The Wrong Tax
Posted February 07, 2005 in Op-Eds
Tax reform is in the air in Columbus. Gov. Bob Taft and Republican legislative leaders have called it their top priority. But disturbingly, proposals leaking out of the state capital take aim at the fairest tax in Ohio, the personal income tax.
Cutting the income tax is likely to make Ohio’s tax system much less equitable.
That’s because Ohio has a graduated income tax. The more you make – up to a point – the higher rate you pay. Income between $20,001 and $40,000 is taxed at 4.457 percent, for instance, while income over $200,000 is taxed at a 7.5 percent rate.
If the state were to cut rates across the board, richer Ohioans would reap, by far, the greatest benefits. This is clear from calculations made by the Institute on Taxation and Economic Policy, a Washington, D.C., nonprofit research group that has a computer model of the federal, state and local tax systems.
A 22 percent across-the-board cut would reduce state taxes for the top 1 percent of Ohio taxpayers – those making more than $274,300 a year – by an annual average of $8,464 apiece.
Members of this group, who make an average of $642,900 a year, would receive nearly a quarter of all the tax savings.
That’s considerably more than all Ohio taxpayers making less than $43,400 – the bottom 60 percent of all those in the state – would receive. And those who make less than $9,700 – the bottom 20 percent of taxpayers by income – would save an average of just $12 a year.
Why is it that an across-the-board tax cut would not affect all taxpayers in the same way?
Because under Ohio’s graduated income tax, higher-income taxpayers pay at steeper rates. This makes sense. Wealthier people can more easily afford to pay, and other taxes are weighted against poor- and middle-income families.
ITEP’s calculations also showed that a 22 percent cut would cost the state $2 billion in annual revenue. This would roughly double the deficit expected over the next two years.

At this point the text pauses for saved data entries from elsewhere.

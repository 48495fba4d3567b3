//! Scout LLM - Reasoning backend abstraction
//!
//! This crate provides the external reasoning collaborator seam for Scout:
//! - Message and completion types for conversations
//! - Tool-calling types for function calling
//! - The `ReasoningProvider` trait and an OpenAI-compatible HTTP provider

#![forbid(unsafe_code)]
#![warn(missing_docs)]

pub mod completion;
pub mod error;
pub mod message;
pub mod openai;
pub mod provider;
pub mod tools;

pub use completion::{
    CompletionRequest, CompletionResponse, TokenUsage, ToolCompletionRequest,
    ToolCompletionResponse,
};
pub use error::{Error, Result};
pub use message::{Message, MessageRole};
pub use openai::{OpenAiCompatConfig, OpenAiCompatProvider};
pub use provider::ReasoningProvider;
pub use tools::{ToolCall, ToolChoice, ToolDefinition};
//! Error types for scout-core

use thiserror::Error;

/// Kernel error type
///
/// Malformed plans are never errors here — they are repaired by
/// [`crate::plan::validate_plan`]. `Invariant` marks defects in the kernel
/// itself (a validated intent missing from the registry, an empty result
/// log) and aborts the call.
#[derive(Debug, Error)]
pub enum Error {
    /// Planner call failed or timed out (plan-level abort)
    #[error("planning error: {0}")]
    Planning(String),

    /// Handler reported a failure it could not express as an answer
    #[error("handler error: {0}")]
    Handler(String),

    /// Internal invariant violation
    #[error("internal invariant violated: {0}")]
    Invariant(String),

    /// Reasoning backend error
    #[error("reasoning error: {0}")]
    Reasoning(#[from] scout_llm::Error),

    /// Lookup tool error
    #[error("tool error: {0}")]
    Tool(#[from] scout_tools::Error),
}

/// Result type alias
pub type Result<T> = std::result::Result<T, Error>;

Proposals in circulation would pay for an income-tax cut by extending the penny increase in the sales tax now set to expire on June 30. That would not pay for an income-tax cut of this size. But even if it would, the idea is one that should send legislators running in the other direction.
Lower- and middle-income Ohioans already pay a larger share of their incomes on state and local taxes than upper-income taxpayers. The sales tax, in particular, falls more heavily on those who make $20,000, or $40,000, a year than those who make $240,000.
That’s because upper-income taxpayers don’t spend as much of their income, and what they do spend is less likely to be covered by the sales tax.
As a result, cutting income-tax rates and paying for it with a sales tax boost would amount to pick-pocketing poor and middle-income Ohioans and giving the proceeds to the highest-income earners in the state. It would be Robin Hood in reverse.
Ohio can ill afford to slash one of its major revenue sources when state aid to libraries and municipalities is likely to be chopped, crucial Medicaid services are threatened, college costs are increasingly unaffordable, and we have yet to fix our unconstitutional system for school funding.
Those who support an income-tax cut say it will help our economy. But cutting the income tax by 22 percent would result in $284 million – nearly one in every seven dollars the state loses – going to the federal government, not Ohio taxpayers. That’s because the cut in state income taxes would leave taxpayers with less to deduct on their federal tax forms, forcing them to pay higher U.S. taxes.
There is little evidence to show that income-tax rates are impeding economic development.
There is plenty of evidence, however, showing that the way states grow their economies is by having skilled, educated workforces.
Investing in our workforce should be the focus of Ohio’s economic development efforts, ahead of reverse Robin Hood schemes that would undercut our ability to fund education from preschool through college.